» Exercise details:
Each record below needs to be retyped exactly.

» Supplied material:
#####

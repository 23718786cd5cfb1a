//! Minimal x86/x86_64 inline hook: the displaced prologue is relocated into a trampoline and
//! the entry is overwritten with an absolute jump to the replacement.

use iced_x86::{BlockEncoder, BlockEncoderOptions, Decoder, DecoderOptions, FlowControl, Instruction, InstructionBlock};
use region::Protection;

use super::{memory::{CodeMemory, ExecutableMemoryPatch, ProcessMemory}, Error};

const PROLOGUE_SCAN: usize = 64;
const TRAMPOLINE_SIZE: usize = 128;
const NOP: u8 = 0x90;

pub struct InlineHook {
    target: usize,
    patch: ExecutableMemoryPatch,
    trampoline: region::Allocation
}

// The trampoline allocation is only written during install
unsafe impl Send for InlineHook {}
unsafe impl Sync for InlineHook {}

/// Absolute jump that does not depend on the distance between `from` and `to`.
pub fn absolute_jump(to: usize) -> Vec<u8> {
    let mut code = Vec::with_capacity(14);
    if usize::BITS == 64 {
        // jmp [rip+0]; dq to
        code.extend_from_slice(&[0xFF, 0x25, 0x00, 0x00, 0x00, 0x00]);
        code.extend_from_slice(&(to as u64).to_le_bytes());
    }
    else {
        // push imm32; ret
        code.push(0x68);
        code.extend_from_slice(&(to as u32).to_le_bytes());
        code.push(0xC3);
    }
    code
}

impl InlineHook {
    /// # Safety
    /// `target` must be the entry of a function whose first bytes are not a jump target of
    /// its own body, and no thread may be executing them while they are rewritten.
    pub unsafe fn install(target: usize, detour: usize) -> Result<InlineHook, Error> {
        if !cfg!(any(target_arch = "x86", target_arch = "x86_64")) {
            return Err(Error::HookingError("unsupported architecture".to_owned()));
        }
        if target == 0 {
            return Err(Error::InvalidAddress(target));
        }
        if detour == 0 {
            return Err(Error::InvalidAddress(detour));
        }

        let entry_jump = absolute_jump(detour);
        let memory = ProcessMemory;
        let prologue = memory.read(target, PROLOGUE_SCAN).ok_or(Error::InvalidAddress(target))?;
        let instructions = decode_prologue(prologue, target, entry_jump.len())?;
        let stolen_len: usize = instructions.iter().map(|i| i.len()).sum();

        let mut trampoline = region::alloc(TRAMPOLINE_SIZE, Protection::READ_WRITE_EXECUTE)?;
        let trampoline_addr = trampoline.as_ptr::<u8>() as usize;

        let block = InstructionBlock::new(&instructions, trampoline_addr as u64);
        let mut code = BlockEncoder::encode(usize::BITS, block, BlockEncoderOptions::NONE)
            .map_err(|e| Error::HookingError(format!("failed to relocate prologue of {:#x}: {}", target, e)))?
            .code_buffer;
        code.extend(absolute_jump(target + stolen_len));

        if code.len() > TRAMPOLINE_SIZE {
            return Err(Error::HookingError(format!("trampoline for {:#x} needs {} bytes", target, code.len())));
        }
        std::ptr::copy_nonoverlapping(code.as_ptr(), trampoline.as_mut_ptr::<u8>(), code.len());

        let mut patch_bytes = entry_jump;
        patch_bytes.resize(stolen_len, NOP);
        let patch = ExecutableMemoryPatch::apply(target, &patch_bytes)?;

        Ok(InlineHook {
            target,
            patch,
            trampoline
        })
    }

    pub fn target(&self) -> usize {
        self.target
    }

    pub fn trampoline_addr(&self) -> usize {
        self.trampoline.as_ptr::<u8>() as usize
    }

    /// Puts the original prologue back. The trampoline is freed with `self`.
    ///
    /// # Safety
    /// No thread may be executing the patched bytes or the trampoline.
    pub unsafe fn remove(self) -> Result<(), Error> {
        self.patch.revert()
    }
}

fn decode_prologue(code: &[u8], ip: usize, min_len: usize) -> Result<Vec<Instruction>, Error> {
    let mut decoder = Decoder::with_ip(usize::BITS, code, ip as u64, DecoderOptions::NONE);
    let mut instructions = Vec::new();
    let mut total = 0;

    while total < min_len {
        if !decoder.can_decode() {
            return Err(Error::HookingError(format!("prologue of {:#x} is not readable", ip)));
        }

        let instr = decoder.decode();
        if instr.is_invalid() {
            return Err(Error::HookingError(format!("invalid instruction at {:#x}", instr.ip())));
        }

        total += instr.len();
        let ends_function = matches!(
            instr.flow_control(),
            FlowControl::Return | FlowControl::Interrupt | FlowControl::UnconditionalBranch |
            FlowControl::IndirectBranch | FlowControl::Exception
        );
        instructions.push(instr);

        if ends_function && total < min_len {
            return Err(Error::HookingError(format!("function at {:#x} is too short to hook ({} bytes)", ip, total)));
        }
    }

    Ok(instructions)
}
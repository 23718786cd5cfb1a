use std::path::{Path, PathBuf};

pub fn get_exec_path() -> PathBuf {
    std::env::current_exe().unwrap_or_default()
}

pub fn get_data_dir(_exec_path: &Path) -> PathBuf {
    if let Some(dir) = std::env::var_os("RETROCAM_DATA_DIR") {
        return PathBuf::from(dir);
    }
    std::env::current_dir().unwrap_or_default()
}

#####

» Solution to this task:
repository 23718786cd5cfb1a
//! Minimal x86/x86_64 inline hook: the displaced prologue is relocated into a trampoline and
//! the entry is overwritten with an absolute jump to the replacement.

use iced_x86::{BlockEncoder, BlockEncoderOptions, Decoder, DecoderOptions, FlowControl, Instruction, InstructionBlock};
use region::Protection;

use super::{memory::{CodeMemory, ExecutableMemoryPatch, ProcessMemory}, Error};

const PROLOGUE_SCAN: usize = 64;
const TRAMPOLINE_SIZE: usize = 128;
const NOP: u8 = 0x90;

pub struct InlineHook {
    target: usize,
    patch: ExecutableMemoryPatch,
    trampoline: region::Allocation
}

// The trampoline allocation is only written during install
unsafe impl Send for InlineHook {}
unsafe impl Sync for InlineHook {}

/// Absolute jump that does not depend on the distance between `from` and `to`.
pub fn absolute_jump(to: usize) -> Vec<u8> {
    let mut code = Vec::with_capacity(14);
    if usize::BITS == 64 {
        // jmp [rip+0]; dq to
        code.extend_from_slice(&[0xFF, 0x25, 0x00, 0x00, 0x00, 0x00]);
        code.extend_from_slice(&(to as u64).to_le_bytes());
    }
    else {
        // push imm32; ret
        code.push(0x68);
        code.extend_from_slice(&(to as u32).to_le_bytes());
        code.push(0xC3);
    }
    code
}

impl InlineHook {
    /// # Safety
    /// `target` must be the entry of a function whose first bytes are not a jump target of
    /// its own body, and no thread may be executing them while they are rewritten.
    pub unsafe fn install(target: usize, detour: usize) -> Result<InlineHook, Error> {
        if !cfg!(any(target_arch = "x86", target_arch = "x86_64")) {
            return Err(Error::HookingError("unsupported architecture".to_owned()));
        }
        if target == 0 {
            return Err(Error::InvalidAddress(target));
        }
        if detour == 0 {
            return Err(Error::InvalidAddress(detour));
        }

        let entry_jump = absolute_jump(detour);
        let memory = ProcessMemory;
        let prologue = memory.read(target, PROLOGUE_SCAN).ok_or(Error::InvalidAddress(target))?;
        let instructions = decode_prologue(prologue, target, entry_jump.len())?;
        let stolen_len: usize = instructions.iter().map(|i| i.len()).sum();

        let mut trampoline = region::alloc(TRAMPOLINE_SIZE, Protection::READ_WRITE_EXECUTE)?;
        let trampoline_addr = trampoline.as_ptr::<u8>() as usize;

        let block = InstructionBlock::new(&instructions, trampoline_addr as u64);
        let mut code = BlockEncoder::encode(usize::BITS, block, BlockEncoderOptions::NONE)
            .map_err(|e| Error::HookingError(format!("failed to relocate prologue of {:#x}: {}", target, e)))?
            .code_buffer;
        code.extend(absolute_jump(target + stolen_len));

        if code.len() > TRAMPOLINE_SIZE {
            return Err(Error::HookingError(format!("trampoline for {:#x} needs {} bytes", target, code.len())));
        }
        std::ptr::copy_nonoverlapping(code.as_ptr(), trampoline.as_mut_ptr::<u8>(), code.len());

        let mut patch_bytes = entry_jump;
        patch_bytes.resize(stolen_len, NOP);
        let patch = ExecutableMemoryPatch::apply(target, &patch_bytes)?;

        Ok(InlineHook {
            target,
            patch,
            trampoline
        })
    }

    pub fn target(&self) -> usize {
        self.target
    }

    pub fn trampoline_addr(&self) -> usize {
        self.trampoline.as_ptr::<u8>() as usize
    }

    /// Puts the original prologue back. The trampoline is freed with `self`.
    ///
    /// # Safety
    /// No thread may be executing the patched bytes or the trampoline.
    pub unsafe fn remove(self) -> Result<(), Error> {
        self.patch.revert()
    }
}

fn decode_prologue(code: &[u8], ip: usize, min_len: usize) -> Result<Vec<Instruction>, Error> {
    let mut decoder = Decoder::with_ip(usize::BITS, code, ip as u64, DecoderOptions::NONE);
    let mut instructions = Vec::new();
    let mut total = 0;

    while total < min_len {
        if !decoder.can_decode() {
            return Err(Error::HookingError(format!("prologue of {:#x} is not readable", ip)));
        }

        let instr = decoder.decode();
        if instr.is_invalid() {
            return Err(Error::HookingError(format!("invalid instruction at {:#x}", instr.ip())));
        }

        total += instr.len();
        let ends_function = matches!(
            instr.flow_control(),
            FlowControl::Return | FlowControl::Interrupt | FlowControl::UnconditionalBranch |
            FlowControl::IndirectBranch | FlowControl::Exception
        );
        instructions.push(instr);

        if ends_function && total < min_len {
            return Err(Error::HookingError(format!("function at {:#x} is too short to hook ({} bytes)", ip, total)));
        }
    }

    Ok(instructions)
}
repository 23718786cd5cfb1a
use std::path::{Path, PathBuf};

pub fn get_exec_path() -> PathBuf {
    std::env::current_exe().unwrap_or_default()
}

pub fn get_data_dir(_exec_path: &Path) -> PathBuf {
    if let Some(dir) = std::env::var_os("RETROCAM_DATA_DIR") {
        return PathBuf::from(dir);
    }
    std::env::current_dir().unwrap_or_default()
}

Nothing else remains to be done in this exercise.